Europe's satisfaction from the work done to replenish gas reserves for the winter season should not turn into complacency. The crisis has not yet receded completely, and prices have just begun to decline. But the successes achieved have their price, and quite high, perhaps unbearable for the second time. Bloomberg analyst Lionel Laurent writes about this.
The rush to fill the storage facilities with gas before winter required the maximum use of alternative sources, supplies from Norway and the United Arab Emirates, and at wartime prices. A preliminary calculation by Brussels-based think tank Bruegel's Ben McWilliams, using average gas prices of €140 per megawatt-hour, puts a total value of €1 billion ($107 billion) in EU storage from April 104,8 to October.
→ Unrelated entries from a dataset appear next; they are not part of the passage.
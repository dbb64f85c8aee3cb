// Copyright (c) 2022 MASSA LABS <info@massa.net>

//! Node configuration defaults.
//!
//! The values in `constants` are only meant to be read from the `config.rs`
//! or `settings.rs` files of each crate, which then pass them down to the
//! workers through their `cfg` parameter.

/// default values
pub mod constants;

pub use constants::*;
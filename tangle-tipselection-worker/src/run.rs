// Copyright (c) 2022 MASSA LABS <info@massa.net>

use crate::entry_point::{CumulativeWeightEntryPointSelector, GenesisEntryPointSelector};
use crate::rating::CumulativeWeightCalculator;
use crate::reference_checker::ReferenceCheckerImpl;
use crate::starting_tip::ConnectedComponentsStartingTipSelector;
use crate::tail_finder::TailFinderImpl;
use crate::tip_selector::TipSelectorImpl;
use crate::walker::WalkerAlpha;
use parking_lot::Mutex;
use std::sync::Arc;
use tangle_db_exports::TangleDb;
use tangle_tips::TipsCache;
use tangle_tipselection_exports::{
    EntryPointKind, EntryPointSelector, LedgerValidator, TipSelConfig, TipSelResult, TipSelector,
};
use tracing::info;

/// Assembles the tip selection engine over a tangle, its tip cache and a ledger validator.
///
/// # Arguments
/// * `cfg`: tip selection configuration, checked before anything is built
/// * `db`: read access to the tangle
/// * `tips`: tip cache fed by the node, sampled to find starting tips
/// * `ledger`: balance validation used during walks
///
/// # Returns
/// A controller that can be cloned and shared between threads
pub fn start_tip_selection(
    cfg: TipSelConfig,
    db: Arc<dyn TangleDb>,
    tips: Arc<TipsCache>,
    ledger: Arc<dyn LedgerValidator>,
) -> TipSelResult<Box<dyn TipSelector>> {
    cfg.check()?;

    let rating_calculator = Arc::new(CumulativeWeightCalculator::new(
        db.clone(),
        cfg.max_future_set_size,
        cfg.max_subtangle_size,
    ));
    let tail_finder = Arc::new(TailFinderImpl::new(db.clone()));
    let entry_point_selector: Arc<dyn EntryPointSelector> = match cfg.entry_point {
        EntryPointKind::Genesis => Arc::new(GenesisEntryPointSelector),
        EntryPointKind::CumulativeWeightThreshold => {
            let starting_tip_selector = Arc::new(ConnectedComponentsStartingTipSelector::new(
                db.clone(),
                tips,
                cfg.starting_tip_sample_size,
            ));
            Arc::new(CumulativeWeightEntryPointSelector::new(
                db.clone(),
                starting_tip_selector,
                rating_calculator.clone(),
                tail_finder.clone(),
                cfg.cw_threshold,
                cfg.max_subtangle_size,
                cfg.backtrack,
            ))
        }
    };
    let walker = Arc::new(WalkerAlpha::new(db.clone(), tail_finder, cfg.alpha));
    let reference_checker = Arc::new(ReferenceCheckerImpl::new(db.clone()));

    info!(
        "tip selection started with {:?} entry points and alpha {}",
        cfg.entry_point, cfg.alpha
    );
    Ok(Box::new(TipSelectorImpl {
        cfg,
        db,
        entry_point_selector,
        rating_calculator,
        walker,
        reference_checker,
        ledger,
        selection_lock: Arc::new(Mutex::new(())),
    }))
}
That's a big figure, about double the total amount of US aid to Ukraine, or three times the cost of filling UGS facilities last year. The danger is that next year's bill will be even higher. Already this year, the EU has greatly overpaid for non-Russian gas, next year it will not be possible to stock up even on expensive ones. A cold winter could completely deplete existing storage facilities and start a new race to fill the tanks, only this time potentially without 15-20% of supplies from Russia.
Prices for next summer are very high, reflecting the risk that storage will be used up this winter
says Anis Ganbold, Head of Global Energy Market Research at Aurora Energy Research in the UK.
And if we take into account that only about 10% of the gas stored in EU UGS facilities is under the direct control of state officials, then the picture for the next season becomes completely unsightly. Private traders will simply make their gas, produced at such a high price, super-expensive and inaccessible.